For the history, development, structure, and overview of Yi Jing, one can refer to Wikipedia I-Ching. It makes mention of Chang, Shi (aka Tuck Chang) 2008. ebook: Unveiling The Mystery of The I Ching from a Confucian perspective. For the Classical English translation see Classical translation by Wilhelm.

I am posting this to share the wisdom of ancient Chinese to those that know English but don’t know Chinese and to those fellow Christians who misunderstood Yi Jing (thinking that it is fortune-telling or demonic book).

I shall be sharing my personal understanding and learning from the study of the Yi Jing, and from the expository books on Yi Jing by many scholars. Being an ancient book with much use of symbols, brevity, ancient language words that have either been lost or with a different meaning, and lack of punctuations, there will be quite a number of different interpretations and views of the original meaning of the Yi Jing text. I am no scholar of Yi Jing and make no claim that my understanding is of the original and correct meaning. It is just what I learned from the books that I read about Yi Jing and will surely appreciate others pointing out my errors or giving me additional meaning. I am sharing to introduce Yi Jing to others and to learn from others as well.

Because of the additional layer of translation from Chinese to English, where there will be great difficulty in finding the exact words for the translation, I shall not be doing any literal translation but be using the dynamic translation of meaning. Hence, be warned that the English words used by me may differ from the other English translations of Yi Jing or I-Ching.

More specifically, my purpose is to share the thinking patterns, strategies, ideas, and teachings of Yi Jing and apply them to our daily life and business. I have been studying Yi Jing and other Chinese Classics (e.g. 36 Strategies etc)  to improve my innovative thinking methods BVITS and knowledge of the Corporate Performance Management Framework.

Furthermore, because of my belief in a God of Creation and Love for man, my views about the Yi Jing will be so colored. So a good title for this series of posting could be “Practical Learning & Applications of Yi Jing for Success in Life and Business”.

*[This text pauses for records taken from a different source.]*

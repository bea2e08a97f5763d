//! 最终侦察报告：会话结束后不可变的快照，可直接 serde 序列化
//!
//! 核心不写文件；JSON / CSV / 文本渲染交给调用方。

use std::collections::BTreeMap;
use std::time::Duration;

use chrono::{DateTime, Utc};
use serde::Serialize;
use uuid::Uuid;

use crate::core::ReconError;
use crate::recon::model::{IpRecord, ResolutionStatus, SubdomainRecord, ToolRunReport};
use crate::recon::target::Target;
use crate::recon::validator::ValidationFailure;

/// 会话的完成状态
#[derive(Clone, Copy, Debug, PartialEq, Eq, Serialize)]
#[serde(tag = "state", rename_all = "snake_case")]
pub enum RunCompletion {
    Complete,
    TimedOut { after_ms: u64 },
    Interrupted,
}

#[derive(Clone, Debug, Serialize)]
pub struct ReconReport {
    pub session_id: Uuid,
    pub target: Target,
    pub started_at: DateTime<Utc>,
    pub finished_at: DateTime<Utc>,
    pub completion: RunCompletion,
    /// 实际被调用过的工具（去重、有序）
    pub tools_invoked: Vec<String>,
    /// 最后一个执行过的深度
    pub depth_reached: u32,
    /// 是否做过 DNS 验证
    pub validated: bool,
    /// 按主机名排序
    pub subdomains: Vec<SubdomainRecord>,
    /// 按承载主机名数量降序
    pub ip_records: Vec<IpRecord>,
    pub tool_runs: Vec<ToolRunReport>,
    pub validation_failures: Vec<ValidationFailure>,
}

impl ReconReport {
    pub fn is_complete(&self) -> bool {
        self.completion == RunCompletion::Complete
    }

    /// 不完整的运行映射为对应的会话错误
    pub fn completion_error(&self) -> Option<ReconError> {
        match self.completion {
            RunCompletion::Complete => None,
            RunCompletion::TimedOut { after_ms } => {
                Some(ReconError::SessionTimeout(Duration::from_millis(after_ms)))
            }
            RunCompletion::Interrupted => Some(ReconError::Interrupted),
        }
    }

    pub fn subdomain(&self, hostname: &str) -> Option<&SubdomainRecord> {
        self.subdomains
            .binary_search_by(|r| r.hostname.as_str().cmp(hostname))
            .ok()
            .map(|idx| &self.subdomains[idx])
    }

    pub fn ip_record(&self, ip: std::net::IpAddr) -> Option<&IpRecord> {
        self.ip_records.iter().find(|r| r.ip == ip)
    }

    pub fn count_by_status(&self, status: ResolutionStatus) -> usize {
        self.subdomains.iter().filter(|r| r.status == status).count()
    }

    pub fn live_count(&self) -> usize {
        self.count_by_status(ResolutionStatus::Live)
    }

    pub fn dead_count(&self) -> usize {
        self.count_by_status(ResolutionStatus::Dead)
    }

    pub fn unknown_count(&self) -> usize {
        self.count_by_status(ResolutionStatus::Unknown)
    }

    /// 每个工具贡献的（去重后）名字数量
    pub fn subdomains_by_tool(&self) -> BTreeMap<String, usize> {
        let mut counts = BTreeMap::new();
        for record in &self.subdomains {
            for tool in &record.sources {
                *counts.entry(tool.clone()).or_insert(0) += 1;
            }
        }
        counts
    }

    /// 没有成功结束的工具调用
    pub fn failed_tools(&self) -> Vec<&ToolRunReport> {
        self.tool_runs.iter().filter(|r| !r.status.is_success()).collect()
    }

    pub fn subdomains_by_depth(&self) -> BTreeMap<u32, Vec<&str>> {
        let mut by_depth: BTreeMap<u32, Vec<&str>> = BTreeMap::new();
        for record in &self.subdomains {
            by_depth.entry(record.depth).or_default().push(record.hostname.as_str());
        }
        by_depth
    }

    pub fn duration(&self) -> chrono::Duration {
        self.finished_at - self.started_at
    }
}

#[cfg(test)]
mod tests {
    use super::*;
    use crate::recon::model::ToolStatus;

    fn report() -> ReconReport {
        let mut www = SubdomainRecord::new("www.example.com", 0);
        www.add_source("amass");
        www.add_source("subfinder");
        www.apply_resolution(&[std::net::IpAddr::from([10, 0, 0, 1])].into_iter().collect());
        let mut deep = SubdomainRecord::new("a.www.example.com", 1);
        deep.add_source("amass");

        let mut subdomains = vec![www, deep];
        subdomains.sort_by(|a, b| a.hostname.cmp(&b.hostname));
        let now = Utc::now();
        ReconReport {
            session_id: Uuid::new_v4(),
            target: Target::Domain("example.com".into()),
            started_at: now,
            finished_at: now,
            completion: RunCompletion::TimedOut { after_ms: 30_000 },
            tools_invoked: vec!["amass".into(), "subfinder".into()],
            depth_reached: 1,
            validated: true,
            subdomains,
            ip_records: Vec::new(),
            tool_runs: vec![ToolRunReport {
                tool: "subfinder".into(),
                target: "example.com".into(),
                depth: 0,
                status: ToolStatus::TimedOut,
                findings: 1,
                duration_ms: 10,
            }],
            validation_failures: Vec::new(),
        }
    }

    #[test]
    fn test_counts_and_lookup() {
        let r = report();
        assert_eq!(r.live_count(), 1);
        assert_eq!(r.unknown_count(), 1);
        assert!(r.subdomain("www.example.com").is_some());
        assert!(r.subdomain("nope.example.com").is_none());
        assert_eq!(r.subdomains_by_tool()["amass"], 2);
        assert_eq!(r.subdomains_by_depth()[&1], vec!["a.www.example.com"]);
        assert_eq!(r.failed_tools().len(), 1);
    }

    #[test]
    fn test_completion_error() {
        let r = report();
        assert!(!r.is_complete());
        assert_eq!(
            r.completion_error(),
            Some(ReconError::SessionTimeout(Duration::from_secs(30)))
        );
    }

    #[test]
    fn test_serializes_to_json() {
        let json = serde_json::to_value(report()).unwrap();
        assert_eq!(json["completion"]["state"], "timed_out");
        assert_eq!(json["target"]["mode"], "domain");
        assert_eq!(json["subdomains"][1]["status"], "live");
    }
}
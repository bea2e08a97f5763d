//! 任务调度：发现工具池与 DNS 解析池
//!
//! 两个扇出点各用一个 Semaphore 限制并发：工具调用（每个 (工具, 目标) 一个许可）与单主机解析。

use std::sync::Arc;

use tokio::sync::{OwnedSemaphorePermit, Semaphore};

/// 任务类型
#[derive(Clone, Copy, PartialEq, Eq, Hash, Debug)]
pub enum TaskKind {
    /// 外部发现工具调用
    ToolInvocation,
    /// 单个主机名的解析
    Resolution,
}

/// 任务调度器
#[derive(Debug)]
pub struct TaskScheduler {
    /// 工具并发限制（默认 4）
    tool_semaphore: Arc<Semaphore>,
    /// 解析并发限制（默认 64）
    resolve_semaphore: Arc<Semaphore>,
    max_tools: usize,
    max_resolutions: usize,
}

impl TaskScheduler {
    pub fn new(max_concurrent_tools: usize, max_concurrent_resolutions: usize) -> Self {
        let max_tools = max_concurrent_tools.max(1);
        let max_resolutions = max_concurrent_resolutions.max(1);
        Self {
            tool_semaphore: Arc::new(Semaphore::new(max_tools)),
            resolve_semaphore: Arc::new(Semaphore::new(max_resolutions)),
            max_tools,
            max_resolutions,
        }
    }

    /// 获取工具执行许可；信号量被关闭时返回 None
    pub async fn acquire_tool(&self) -> Option<OwnedSemaphorePermit> {
        self.acquire(TaskKind::ToolInvocation).await
    }

    pub async fn acquire(&self, kind: TaskKind) -> Option<OwnedSemaphorePermit> {
        self.semaphore(kind).clone().acquire_owned().await.ok()
    }

    /// 解析信号量句柄，交给按主机并发的解析器共享
    pub fn resolve_semaphore(&self) -> Arc<Semaphore> {
        self.resolve_semaphore.clone()
    }

    pub fn limit(&self, kind: TaskKind) -> usize {
        match kind {
            TaskKind::ToolInvocation => self.max_tools,
            TaskKind::Resolution => self.max_resolutions,
        }
    }

    fn semaphore(&self, kind: TaskKind) -> &Arc<Semaphore> {
        match kind {
            TaskKind::ToolInvocation => &self.tool_semaphore,
            TaskKind::Resolution => &self.resolve_semaphore,
        }
    }
}

impl Default for TaskScheduler {
    fn default() -> Self {
        Self::new(4, 64)
    }
}

#[cfg(test)]
mod tests {
    use super::*;

    #[tokio::test]
    async fn test_tool_permits_are_bounded() {
        let scheduler = TaskScheduler::new(2, 8);
        let a = scheduler.acquire_tool().await.unwrap();
        let _b = scheduler.acquire_tool().await.unwrap();

        let third = tokio::time::timeout(std::time::Duration::from_millis(50), scheduler.acquire_tool()).await;
        assert!(third.is_err());

        drop(a);
        assert!(scheduler.acquire_tool().await.is_some());
    }

    #[test]
    fn test_zero_limit_is_clamped() {
        let scheduler = TaskScheduler::new(0, 0);
        assert_eq!(scheduler.limit(TaskKind::ToolInvocation), 1);
        assert_eq!(scheduler.limit(TaskKind::Resolution), 1);
    }
}
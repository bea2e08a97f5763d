//! 基于 hickory-resolver 的解析器
//!
//! 每个主机名一次 lookup_ip，正反向查询都按解析信号量限制在途数；NXDOMAIN / 空应答记为 NoRecords，
//! 其它错误记为 Failed。hickory 内部只尝试一次，重试统一由验证器负责。

use std::collections::BTreeSet;
use std::net::IpAddr;
use std::sync::Arc;
use std::time::Duration;

use async_trait::async_trait;
use futures_util::stream::{self, StreamExt};
use hickory_resolver::config::{ResolverConfig, ResolverOpts};
use hickory_resolver::error::{ResolveError, ResolveErrorKind};
use hickory_resolver::TokioAsyncResolver;
use tokio::sync::{OwnedSemaphorePermit, Semaphore};

use crate::dns::{BatchResolution, DnsError, HostResolution, Resolver};

/// 系统/公共 DNS 解析器
pub struct SystemResolver {
    resolver: TokioAsyncResolver,
    permits: Arc<Semaphore>,
    concurrency: usize,
}

fn resolver_opts(timeout: Duration) -> ResolverOpts {
    let mut opts = ResolverOpts::default();
    opts.timeout = timeout;
    opts.attempts = 1;
    opts.use_hosts_file = false;
    opts
}

impl SystemResolver {
    /// timeout 为单次查询超时
    pub fn new(timeout: Duration, permits: Arc<Semaphore>) -> Self {
        let concurrency = permits.available_permits().max(1);
        Self {
            resolver: TokioAsyncResolver::tokio(ResolverConfig::default(), resolver_opts(timeout)),
            permits,
            concurrency,
        }
    }

    async fn permit(&self) -> Option<OwnedSemaphorePermit> {
        self.permits.clone().acquire_owned().await.ok()
    }

    async fn lookup(&self, host: &str) -> HostResolution {
        let Some(_permit) = self.permit().await else {
            return HostResolution::Failed("resolver shut down".to_string());
        };
        match self.resolver.lookup_ip(host).await {
            Ok(lookup) => {
                let addrs: BTreeSet<IpAddr> = lookup.iter().collect();
                if addrs.is_empty() {
                    HostResolution::NoRecords
                } else {
                    HostResolution::Addresses(addrs)
                }
            }
            Err(e) if is_no_records(&e) => HostResolution::NoRecords,
            Err(e) => HostResolution::Failed(e.to_string()),
        }
    }
}

fn is_no_records(err: &ResolveError) -> bool {
    matches!(err.kind(), ResolveErrorKind::NoRecordsFound { .. })
}

#[async_trait]
impl Resolver for SystemResolver {
    fn name(&self) -> &str {
        "system"
    }

    async fn resolve_batch(&self, hosts: &[String]) -> Result<BatchResolution, DnsError> {
        let results: Vec<(String, HostResolution)> = stream::iter(hosts.iter().cloned())
            .map(|host| async move {
                let resolution = self.lookup(&host).await;
                (host, resolution)
            })
            .buffer_unordered(self.concurrency)
            .collect()
            .await;
        Ok(results.into_iter().collect())
    }

    async fn reverse(&self, ip: IpAddr) -> Result<Vec<String>, DnsError> {
        let _permit = self
            .permit()
            .await
            .ok_or_else(|| DnsError::Unavailable("resolver shut down".to_string()))?;
        match self.resolver.reverse_lookup(ip).await {
            Ok(lookup) => Ok(lookup
                .iter()
                .map(|ptr| ptr.to_string().trim_end_matches('.').to_string())
                .collect()),
            Err(e) if is_no_records(&e) => Ok(Vec::new()),
            Err(e) => Err(DnsError::Failed(e.to_string())),
        }
    }
}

Yi Jing is NOT a Fortune Telling Book
As stated earlier, because Yi Jing was the earliest, it exerted great influence on the subsequent Chinese Philosophies of Lao Zi, Confucianism, and religions like Taoism and Buddhism and their related practices such as fortune-telling and geomancy. Hence, Yi Jing has been misunderstood as a fortune-telling book and an occult book by some Christians. This misconception is unfortunate and prevented the teachings of Yi Jing to be shared.  The fact is that Yi Jing is not about religions nor about fortune-telling. Fortune telling sees life as left to chance or the so-called fate. Yi Jing teaches us how to predict and manage the future of change! Yi Jing teaches us that man has the responsibility to know wisdom and to change. Gain or Loss, Good or Bad outcome is in the hand of man. Famous Confucian Disciple Xun Zi said, “Those who know Yi do not cast lots.” (荀子“善为易者不占”)。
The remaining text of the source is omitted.